4 I have a fixation on the dead writer Roberto Bolano and this is why:

“He didn’t set out to do this just to prove something, to experiment, or to make some nihilistic statement. As he said many times, writing was for him a radical way of living, and thus he had to find a vital and arresting and, in some ways, anti-literary approach to fiction.”
That is the writer Francisco Goldmann commenting on Bolano.
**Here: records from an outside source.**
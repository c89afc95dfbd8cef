use std::sync::Mutex;

use async_trait::async_trait;
use prost::Message;
use prost_reflect::DescriptorPool;
use tokio::sync::mpsc;
use tokio_stream::wrappers::ReceiverStream;
use tonic::transport::Channel;
use tonic_reflection::pb::v1alpha;
use tonic_reflection::pb::v1alpha::server_reflection_client::ServerReflectionClient;
use tokio_util::sync::CancellationToken;

use crate::descriptor::{self, DescriptorSource, SymbolDescriptor};
use crate::error::{GrpcurlError, Result};

/// Descriptor source backed by gRPC server reflection.
///
/// Equivalent to Go's `serverSource` (desc_source.go:205-295), restricted to
/// the v1alpha reflection protocol only; there is no v1/v1alpha negotiation.
///
/// The descriptor pool is lazily populated as symbols are queried.
/// Since prost-reflect descriptors use Arc internally and don't
/// borrow from the pool, a Mutex provides safe interior mutability.
// TODO: Add multi-threaded integration tests to exercise ServerSource from
// concurrent tasks, validating that the auto-derived Send+Sync is sound.
pub struct ServerSource {
    channel: Channel,
    pool: Mutex<DescriptorPool>,
    /// Metadata to attach to reflection requests (-H + --reflect-header).
    metadata: tonic::metadata::MetadataMap,
    /// Max decoding message size for reflection responses, matching --max-msg-sz.
    max_msg_sz: Option<usize>,
    /// Checked before every reflection stream is opened (pre-flight cancellation).
    cancel: CancellationToken,
}

impl ServerSource {
    /// Create a new server reflection source.
    pub fn new(channel: Channel) -> Self {
        ServerSource {
            channel,
            pool: Mutex::new(DescriptorPool::new()),
            metadata: tonic::metadata::MetadataMap::new(),
            max_msg_sz: None,
            cancel: CancellationToken::new(),
        }
    }

    /// Create a new server reflection source with metadata for reflection requests.
    pub fn with_metadata(channel: Channel, metadata: tonic::metadata::MetadataMap) -> Self {
        ServerSource {
            channel,
            pool: Mutex::new(DescriptorPool::new()),
            metadata,
            max_msg_sz: None,
            cancel: CancellationToken::new(),
        }
    }

    /// Set the maximum decoding message size for reflection responses.
    /// Matches Go's behavior where --max-msg-sz applies to all gRPC calls
    /// including reflection queries.
    pub fn with_max_msg_sz(mut self, max_msg_sz: Option<i32>) -> Self {
        self.max_msg_sz = max_msg_sz.map(|sz| sz as usize);
        self
    }

    /// Attach a cancellation token; checked before every reflection stream is
    /// opened, so an already-cancelled invocation never dials out.
    pub fn with_cancellation(mut self, cancel: CancellationToken) -> Self {
        self.cancel = cancel;
        self
    }

    /// Send a v1alpha reflection request and get the response.
    async fn reflect(
        &self,
        message_request: v1alpha::server_reflection_request::MessageRequest,
    ) -> Result<v1alpha::server_reflection_response::MessageResponse> {
        if self.cancel.is_cancelled() {
            return Err(GrpcurlError::Cancelled);
        }

        let request = v1alpha::ServerReflectionRequest {
            host: String::new(),
            message_request: Some(message_request),
        };

        let (tx, rx) = mpsc::channel(1);
        tx.send(request)
            .await
            .map_err(|_| GrpcurlError::Other("failed to send reflection request".into()))?;
        drop(tx);

        let mut client = ServerReflectionClient::new(self.channel.clone());
        if let Some(max_sz) = self.max_msg_sz {
            client = client.max_decoding_message_size(max_sz);
        }
        let mut req = tonic::Request::new(ReceiverStream::new(rx));
        *req.metadata_mut() = self.metadata.clone();
        let response = client
            .server_reflection_info(req)
            .await
            .map_err(map_status_error)?;

        let mut stream = response.into_inner();
        let resp = stream
            .message()
            .await
            .map_err(GrpcurlError::GrpcStatus)?
            .ok_or_else(|| GrpcurlError::Other("empty reflection response stream".into()))?;

        // Await completion, then drain: the stream has at most one response
        // per request (no client-streaming use here), but we still poll for
        // a terminal None so the server sees trailers before we drop the
        // channel, per the half-close-then-drain ordering used elsewhere.
        let _ = stream.message().await;

        extract_response(resp.message_response)
    }

    /// Add serialized file descriptor protos to our pool, fetching any
    /// missing dependencies (e.g., well-known types like google/protobuf/any.proto)
    /// from the server via reflection.
    ///
    /// All descriptors from a single reflection response are collected and
    /// added as one `FileDescriptorSet` so that `prost-reflect` can resolve
    /// inter-file dependencies internally.
    async fn add_file_descriptors(&self, serialized_fds: &[Vec<u8>]) -> Result<()> {
        let new_files = {
            let pool = self
                .pool
                .lock()
                .map_err(|_| GrpcurlError::Other("internal lock poisoned".into()))?;
            let mut files = Vec::new();
            for bytes in serialized_fds {
                let fdp =
                    prost_types::FileDescriptorProto::decode(bytes.as_slice()).map_err(|e| {
                        GrpcurlError::Proto(format!("failed to decode file descriptor: {e}"))
                    })?;

                let file_name = fdp.name.as_deref().unwrap_or("");
                if pool.get_file_by_name(file_name).is_some() {
                    continue;
                }

                files.push(fdp);
            }
            files
        };

        if new_files.is_empty() {
            return Ok(());
        }

        // Collect missing dependencies that need to be fetched from the server.
        let missing = {
            let pool = self
                .pool
                .lock()
                .map_err(|_| GrpcurlError::Other("internal lock poisoned".into()))?;
            let mut missing_files = Vec::new();
            let new_names: std::collections::HashSet<_> =
                new_files.iter().filter_map(|f| f.name.as_deref()).collect();
            for fdp in &new_files {
                for dep in &fdp.dependency {
                    if pool.get_file_by_name(dep).is_none() && !new_names.contains(dep.as_str()) {
                        missing_files.push(dep.clone());
                    }
                }
            }
            missing_files
        };

        // Fetch missing dependencies from the server (e.g., well-known types).
        for dep_name in missing {
            let msg = v1alpha::server_reflection_request::MessageRequest::FileByFilename(dep_name);
            if let Ok(
                v1alpha::server_reflection_response::MessageResponse::FileDescriptorResponse(fdr),
            ) = self.reflect(msg).await
            {
                // Recursive call to handle transitive dependencies.
                Box::pin(self.add_file_descriptors(&fdr.file_descriptor_proto)).await?;
            }
        }

        // Now add our files with all dependencies resolved.
        let mut pool = self
            .pool
            .lock()
            .map_err(|_| GrpcurlError::Other("internal lock poisoned".into()))?;
        // Re-filter in case recursive calls already added some.
        let final_files: Vec<_> = new_files
            .into_iter()
            .filter(|fdp| {
                let name = fdp.name.as_deref().unwrap_or("");
                pool.get_file_by_name(name).is_none()
            })
            .collect();
        if !final_files.is_empty() {
            let fds = prost_types::FileDescriptorSet {
                file: final_files.clone(),
            };
            match pool.add_file_descriptor_set(fds) {
                Ok(()) => {}
                Err(_) => {
                    // Gracefully handle missing dependencies by adding files one at a time.
                    // Matches Go's AllowMissingFileDescriptors() behavior.
                    for fdp in final_files {
                        let name = fdp.name.clone().unwrap_or_else(|| "<unknown>".into());
                        let single_fds = prost_types::FileDescriptorSet { file: vec![fdp] };
                        if let Err(e) = pool.add_file_descriptor_set(single_fds) {
                            eprintln!("warning: skipping file descriptor {name}: {e}");
                        }
                    }
                }
            }
        }
        Ok(())
    }

    /// Async: list all services via reflection.
    async fn list_services_async(&self) -> Result<Vec<String>> {
        let msg = v1alpha::server_reflection_request::MessageRequest::ListServices(String::new());
        let resp = self.reflect(msg).await?;

        match resp {
            v1alpha::server_reflection_response::MessageResponse::ListServicesResponse(list) => {
                Ok(list.service.into_iter().map(|s| s.name).collect())
            }
            _ => Err(GrpcurlError::Other(
                "unexpected reflection response for list_services".into(),
            )),
        }
    }

    /// Async: find a symbol via reflection.
    async fn find_symbol_async(&self, name: &str) -> Result<SymbolDescriptor> {
        // Check pool first
        {
            let pool = self
                .pool
                .lock()
                .map_err(|_| GrpcurlError::Other("internal lock poisoned".into()))?;
            if let Ok(sym) = descriptor::find_symbol_in_pool(&pool, name) {
                return Ok(sym);
            }
        }

        // Fetch from server
        let msg = v1alpha::server_reflection_request::MessageRequest::FileContainingSymbol(
            name.to_string(),
        );
        let resp = self.reflect(msg).await?;

        if let v1alpha::server_reflection_response::MessageResponse::FileDescriptorResponse(fdr) =
            resp
        {
            self.add_file_descriptors(&fdr.file_descriptor_proto)
                .await?;
        }

        let pool = self
            .pool
            .lock()
            .map_err(|_| GrpcurlError::Other("internal lock poisoned".into()))?;
        descriptor::find_symbol_in_pool(&pool, name)
    }

    /// Async: find all extensions for a type via reflection.
    async fn all_extensions_async(
        &self,
        type_name: &str,
    ) -> Result<Vec<prost_reflect::ExtensionDescriptor>> {
        let msg = v1alpha::server_reflection_request::MessageRequest::AllExtensionNumbersOfType(
            type_name.to_string(),
        );
        let resp = self.reflect(msg).await?;

        if let v1alpha::server_reflection_response::MessageResponse::AllExtensionNumbersResponse(
            ext_resp,
        ) = resp
        {
            for ext_num in &ext_resp.extension_number {
                let ext_msg =
                    v1alpha::server_reflection_request::MessageRequest::FileContainingExtension(
                        v1alpha::ExtensionRequest {
                            containing_type: type_name.to_string(),
                            extension_number: *ext_num,
                        },
                    );
                if let Ok(
                    v1alpha::server_reflection_response::MessageResponse::FileDescriptorResponse(
                        fdr,
                    ),
                ) = self.reflect(ext_msg).await
                {
                    let _ = self.add_file_descriptors(&fdr.file_descriptor_proto).await;
                }
            }
        }

        // Now collect extensions from the pool for the given message type
        let pool = self
            .pool
            .lock()
            .map_err(|_| GrpcurlError::Other("internal lock poisoned".into()))?;
        let exts: Vec<prost_reflect::ExtensionDescriptor> = pool
            .all_extensions()
            .filter(|ext| ext.containing_message().full_name() == type_name)
            .collect();
        Ok(exts)
    }
}

#[async_trait]
impl DescriptorSource for ServerSource {
    async fn list_services(&self) -> Result<Vec<String>> {
        self.list_services_async().await
    }

    async fn find_symbol(&self, fully_qualified_name: &str) -> Result<SymbolDescriptor> {
        self.find_symbol_async(fully_qualified_name).await
    }

    async fn all_extensions_for_type(
        &self,
        type_name: &str,
    ) -> Result<Vec<prost_reflect::ExtensionDescriptor>> {
        self.all_extensions_async(type_name).await
    }

    fn descriptor_pool(&self) -> Option<&DescriptorPool> {
        // Cannot return a reference through a Mutex.
        // Callers that need the pool should use find_symbol() instead.
        None
    }
}

// -- Helper functions ----------------------------------------------------------

fn map_status_error(status: tonic::Status) -> GrpcurlError {
    if status.code() == tonic::Code::Unimplemented {
        GrpcurlError::ReflectionNotSupported
    } else {
        GrpcurlError::GrpcStatus(status)
    }
}

/// Extract the message from a v1alpha reflection response, checking for errors.
fn extract_response(
    msg: Option<v1alpha::server_reflection_response::MessageResponse>,
) -> Result<v1alpha::server_reflection_response::MessageResponse> {
    let msg =
        msg.ok_or_else(|| GrpcurlError::Other("reflection response has no message".into()))?;

    if let v1alpha::server_reflection_response::MessageResponse::ErrorResponse(ref err) = msg {
        return Err(GrpcurlError::Other(
            format!(
                "reflection error (code {}): {}",
                err.error_code, err.error_message
            )
            .into(),
        ));
    }

    Ok(msg)
}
5 I am one of the loneliest people I know.

 

6 Only Roberto Bolno has ever illuminated for me the way I feel about the past. The past pursues me, I have no way of not being haunted by it. This is from the passage in his novel 2006 describing Ingeborg’s death:

‘We’re in a place surrounded by the past. All these stars,’ and she draws his attention to the stars: All this light is dead,’ said Ingeborg. ‘All this light was emitted thousands and millions of years ago. It’s the past, do you see? When these stars cast their light, we didn’t exist, life on Earth didn’t exist, even Earth didn’t exist. This light was cast a long time ago. It’s the past, we’re surrounded by the past, everything that no longer exists or exists only in memory or guesswork is there now, above us, shining on the mountains and the snow and we can’t do anything to stop it.’

7 I have never heard a story told in a meeting with which I did not identify.

8 I believe most people are doing the very best they can to make sense of their lives.

9 I did not formally go to school until I was 12 and I have never learned how to do mental arithmetic. I can add and subtract but not multiply or divide.

 

10 I can speak Xhosa, Sotho, RuwaShona and Swahili, but not well. I speak French well-enough and write it fluently.